**Requirement**
Which lines below hold the word "PermissionDenied"? Copy all of them.

**Excerpted data**
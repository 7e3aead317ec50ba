//! Error types for search operations.

use std::path::PathBuf;

use serde::{Deserialize, Serialize};
use thiserror::Error;

/// A malformed size or time comparison expression.
#[derive(Debug, Clone, PartialEq, Eq, Error, Serialize, Deserialize)]
#[error("Invalid comparison `{expression}`: {reason}")]
pub struct ExpressionError {
    /// The expression as supplied by the caller.
    pub expression: String,
    /// What was wrong with it.
    pub reason: String,
}

impl ExpressionError {
    /// Create a new expression error.
    pub fn new(expression: impl Into<String>, reason: impl Into<String>) -> Self {
        Self {
            expression: expression.into(),
            reason: reason.into(),
        }
    }
}

/// Errors that abort a search.
#[derive(Debug, Error)]
pub enum SearchError {
    /// Permission denied for a path.
    #[error("Permission denied: {path}")]
    PermissionDenied { path: PathBuf },

    /// Path not found.
    #[error("Path not found: {path}")]
    NotFound { path: PathBuf },

    /// Generic I/O error.
    #[error("I/O error at {path}: {source}")]
    Io {
        path: PathBuf,
        #[source]
        source: std::io::Error,
    },

    /// Size or time comparison could not be parsed.
    #[error(transparent)]
    InvalidExpression(#[from] ExpressionError),

    /// Glob or discard pattern could not be compiled.
    #[error("Invalid pattern `{pattern}`: {message}")]
    InvalidPattern { pattern: String, message: String },

    /// Invalid configuration.
    #[error("Invalid configuration: {message}")]
    InvalidConfig { message: String },

    /// An async traversal task panicked or was cancelled.
    #[error("Search task failed: {message}")]
    TaskFailed { message: String },
}

impl SearchError {
    /// Create an I/O error with path context.
    pub fn io(path: impl Into<PathBuf>, source: std::io::Error) -> Self {
        let path = path.into();
        match source.kind() {
            std::io::ErrorKind::PermissionDenied => Self::PermissionDenied { path },
            std::io::ErrorKind::NotFound => Self::NotFound { path },
            _ => Self::Io { path, source },
        }
    }

    /// The path this error refers to, if any.
    pub fn path(&self) -> Option<&std::path::Path> {
        match self {
            Self::PermissionDenied { path } | Self::NotFound { path } | Self::Io { path, .. } => {
                Some(path)
            }
            _ => None,
        }
    }
}

/// Errors recorded by fluent configuration calls and reported when a
/// search starts.
#[derive(Debug, Clone, PartialEq, Eq, Error)]
pub enum ConfigError {
    /// Malformed comparison expression.
    #[error(transparent)]
    Expression(#[from] ExpressionError),

    /// Malformed glob or regex.
    #[error("Invalid pattern `{pattern}`: {message}")]
    Pattern { pattern: String, message: String },
}

impl From<ConfigError> for SearchError {
    fn from(err: ConfigError) -> Self {
        match err {
            ConfigError::Expression(e) => SearchError::InvalidExpression(e),
            ConfigError::Pattern { pattern, message } => {
                SearchError::InvalidPattern { pattern, message }
            }
        }
    }
}

#[cfg(test)]
mod tests {
    use super::*;

    #[test]
    fn test_search_error_io() {
        let err = SearchError::io(
            "/test/path",
            std::io::Error::new(std::io::ErrorKind::PermissionDenied, "denied"),
        );
        assert!(matches!(err, SearchError::PermissionDenied { .. }));
        assert_eq!(err.path(), Some(std::path::Path::new("/test/path")));
    }

    #[test]
    fn test_search_error_io_other() {
        let err = SearchError::io("/x", std::io::Error::other("boom"));
        assert!(matches!(err, SearchError::Io { .. }));
        assert!(err.to_string().contains("/x"));
    }

    #[test]
    fn test_config_error_conversion() {
        let err: SearchError =
            ConfigError::Expression(ExpressionError::new("<<1", "bad operator")).into();
        assert!(matches!(err, SearchError::InvalidExpression(_)));
        assert!(err.to_string().contains("<<1"));
    }

    #[test]
    fn test_config_error_display() {
        let err = ConfigError::Pattern {
            pattern: "a[b".into(),
            message: "unclosed class".into(),
        };
        assert_eq!(err.to_string(), "Invalid pattern `a[b`: unclosed class");

        let err: ConfigError = ExpressionError::new(">>", "missing number").into();
        assert_eq!(err.to_string(), "Invalid comparison `>>`: missing number");
        assert_eq!(
            err.to_string(),
            SearchError::from(err.clone()).to_string()
        );
    }
}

**Solution for this task**
    PermissionDenied { path: PathBuf },
            std::io::ErrorKind::PermissionDenied => Self::PermissionDenied { path },
            Self::PermissionDenied { path } | Self::NotFound { path } | Self::Io { path, .. } => {
            std::io::Error::new(std::io::ErrorKind::PermissionDenied, "denied"),
        assert!(matches!(err, SearchError::PermissionDenied { .. }));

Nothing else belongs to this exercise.